Note how I have to build up the $context object. Unlike in the custom action, the $context object does not have the 'remote_url' field which is set by dxi_call_action_submit(). So I had to make another change here to set the remote_url value set up by the client into the variables database table, as shown below, so I could use it in my dxi_comment() to populate the $context.

1
2
3
4
5
6
7
8
<?php
function dxi_call_action_submit($form, $form_state) {
  $remote_url = $form_state['values']['remote_url'];
  variable_set('dxi_remote_url', $remote_url);
  return array(
    'remote_url' => $remote_url
  );
}

With this approach, I have basically worked around what I think is an oversight in Drupal's comment module. Since the comment module does pass in 'publish' and 'unpublish' in the $op variable when it calls dxi_comment(), these operations are recognized in the code, so I don't see why they are not exposed so custom actions can be added to them.

Conclusion

I am still learning Drupal, and my main programming language is Java, not PHP, and this probably shows in my code. I am wondering what the best practices are for this kind of stuff. Specifically, I am looking for answers to:

  • What is the best practice for accessing action configuration variables? I have two different ways of pulling the remote_url value from my custom action. Ideally, I would like to just pull it out of the context somehow, or use some Drupal call to get it out of the actions table. Does such a method exist?
  • Have others had this kind of problem with comment publishing and unpublishing? If so, how did you solve them? Is there a reason why the publish and unpublish actions are not exposed as triggers?

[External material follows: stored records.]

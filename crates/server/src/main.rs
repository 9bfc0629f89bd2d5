//! Ballotbox server entry point.

use std::sync::Arc;
use std::time::Duration;

use axum::{Router, http::StatusCode, middleware, routing::get};
use ballotbox_api::{AppState, auth_middleware, router as api_router};
use ballotbox_common::{Config, config::LogFormat};
use ballotbox_core::{AuthService, BallotService, VoteQueryService, VoteService};
use ballotbox_db::repositories::{
    UserRepository, UserVoteRepository, VoteOptionRepository, VoteRepository,
};
use tokio::signal;
use tower_http::{
    cors::{Any, CorsLayer},
    limit::RequestBodyLimitLayer,
    timeout::TimeoutLayer,
    trace::TraceLayer,
};
use tracing::{error, info};
use tracing_subscriber::{EnvFilter, layer::SubscriberExt, util::SubscriberInitExt};

/// Largest accepted request body.
const MAX_BODY_BYTES: usize = 64 * 1024;

/// Body limit, request timeout, tracing and CORS around the whole router.
fn with_http_layers(router: Router, timeout: Duration) -> Router {
    router
        .layer(RequestBodyLimitLayer::new(MAX_BODY_BYTES))
        .layer(TimeoutLayer::with_status_code(
            StatusCode::REQUEST_TIMEOUT,
            timeout,
        ))
        .layer(TraceLayer::new_for_http())
        .layer(
            CorsLayer::new()
                .allow_origin(Any)
                .allow_methods(Any)
                .allow_headers(Any),
        )
}

/// Waits for a shutdown signal (SIGINT or SIGTERM).
///
/// On Unix systems, this listens for both SIGINT (Ctrl+C) and SIGTERM.
/// On Windows, this only listens for Ctrl+C.
async fn shutdown_signal() {
    let ctrl_c = async {
        if let Err(e) = signal::ctrl_c().await {
            error!(error = %e, "Failed to install Ctrl+C handler");
            std::future::pending::<()>().await;
        }
    };

    #[cfg(unix)]
    let terminate = async {
        match signal::unix::signal(signal::unix::SignalKind::terminate()) {
            Ok(mut sigterm) => {
                sigterm.recv().await;
            }
            Err(e) => {
                error!(error = %e, "Failed to install SIGTERM handler");
                std::future::pending::<()>().await;
            }
        }
    };

    #[cfg(not(unix))]
    let terminate = std::future::pending::<()>();

    tokio::select! {
        () = ctrl_c => {
            info!("Received SIGINT, initiating graceful shutdown...");
        },
        () = terminate => {
            info!("Received SIGTERM, initiating graceful shutdown...");
        },
    }
}

/// Install the global tracing subscriber.
fn init_tracing(format: LogFormat) {
    let filter = EnvFilter::try_from_default_env()
        .unwrap_or_else(|_| "ballotbox=debug,tower_http=debug".into());
    let registry = tracing_subscriber::registry().with(filter);

    match format {
        LogFormat::Pretty => registry.with(tracing_subscriber::fmt::layer()).init(),
        LogFormat::Json => registry
            .with(tracing_subscriber::fmt::layer().json())
            .init(),
    }
}

#[tokio::main]
async fn main() -> Result<(), Box<dyn std::error::Error>> {
    // A missing .env file is fine
    dotenvy::dotenv().ok();

    // Load configuration
    let config = Config::load()?;
    init_tracing(config.logging.format);

    info!("Starting ballotbox server...");

    // Connect to database
    let db = Arc::new(ballotbox_db::init(&config).await?);
    info!("Connected to database");

    // Run migrations
    info!("Running database migrations...");
    ballotbox_db::migrate(&db).await?;
    info!("Migrations completed");

    // Initialize repositories
    let user_repo = UserRepository::new(Arc::clone(&db));
    let vote_repo = VoteRepository::new(Arc::clone(&db));
    let option_repo = VoteOptionRepository::new(Arc::clone(&db));
    let user_vote_repo = UserVoteRepository::new(Arc::clone(&db));

    // Initialize services
    let state = AppState {
        auth_service: AuthService::new(user_repo, &config.auth),
        vote_service: VoteService::new(
            vote_repo.clone(),
            option_repo.clone(),
            user_vote_repo.clone(),
        ),
        ballot_service: BallotService::new(
            vote_repo.clone(),
            option_repo.clone(),
            user_vote_repo.clone(),
        ),
        vote_query_service: VoteQueryService::new(vote_repo, option_repo, user_vote_repo),
    };

    let app = Router::new()
        .route("/health", get(|| async { "ok" }))
        .nest("/api", api_router())
        .layer(middleware::from_fn_with_state(
            state.clone(),
            auth_middleware,
        ))
        .with_state(state);
    let app = with_http_layers(
        app,
        Duration::from_secs(config.server.request_timeout_secs),
    );

    // Start server with graceful shutdown
    let addr = format!("{}:{}", config.server.host, config.server.port);
    info!("Listening on {}", addr);

    let listener = tokio::net::TcpListener::bind(&addr).await?;
    axum::serve(listener, app)
        .with_graceful_shutdown(shutdown_signal())
        .await?;

    info!("Server shutdown complete");
    Ok(())
}

#[cfg(test)]
#[allow(clippy::unwrap_used)]
mod tests {
    use super::*;
    use axum::{
        body::Body,
        http::{Method, Request, header},
        routing::post,
    };
    use tower::ServiceExt;

    fn app() -> Router {
        let router = Router::new()
            .route("/health", get(|| async { "ok" }))
            .route(
                "/slow",
                get(|| async {
                    tokio::time::sleep(Duration::from_secs(5)).await;
                    "late"
                }),
            )
            .route("/echo", post(|body: String| async move { body }));
        with_http_layers(router, Duration::from_millis(50))
    }

    async fn status_of(request: Request<Body>) -> StatusCode {
        app().oneshot(request).await.unwrap().status()
    }

    #[tokio::test]
    async fn test_health() {
        let request = Request::get("/health").body(Body::empty()).unwrap();
        assert_eq!(status_of(request).await, StatusCode::OK);
    }

    #[tokio::test]
    async fn test_slow_request_times_out() {
        let request = Request::get("/slow").body(Body::empty()).unwrap();
        assert_eq!(status_of(request).await, StatusCode::REQUEST_TIMEOUT);
    }

    #[tokio::test]
    async fn test_oversized_body_is_rejected() {
        let request = Request::builder()
            .method(Method::POST)
            .uri("/echo")
            .header(header::CONTENT_LENGTH, MAX_BODY_BYTES + 1)
            .body(Body::from(vec![b'x'; MAX_BODY_BYTES + 1]))
            .unwrap();
        assert_eq!(status_of(request).await, StatusCode::PAYLOAD_TOO_LARGE);
    }
}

I guess I could ask around on the Drupal mailing list, and I probably will, but as someone who really cares just enough about Drupal to get things hooked up correctly with the Java application, I will probably hold off on this until my Java application is more stable. Meanwhile, if you have answers or alternative approaches to this problem, would appreciate hearing from you.

2 comments (moderated to prevent spam):

Anarchist said...

Before getting into the specifics on what you want to accomplish, how about a little more background. Why are you using a Java application as the view?

Not criticizing, I know my clients have wonky requirements, just want an honest breakdown.

Sujit Pal said...

Hi Anarchist, the requirements aren't quite as wonky as you think. Hopefully you will agree once you read through my response.

We are a Java shop, we have at most 4-5 people who have programmed in PHP sometime in their careers. Also, in this particular app, the data from Drupal will be a small part of the overall content. The templates for rendering the content are already available in the Java webapp. Finally, we do some processing of the data to extract context out of it, for search and advertising purposes, etc, for which Java modules are already developed and in-use.

Arguably, we could continue to use Drupal to serve the blogs within the overall webapp by proxying through to it from the front-end, but then we would have to interface with Drupal from all these other (post-processing) apps. However, this would mean multiple PHP-Java integration points instead of one, since the backend modules are not as integrated as the front end Java webapp.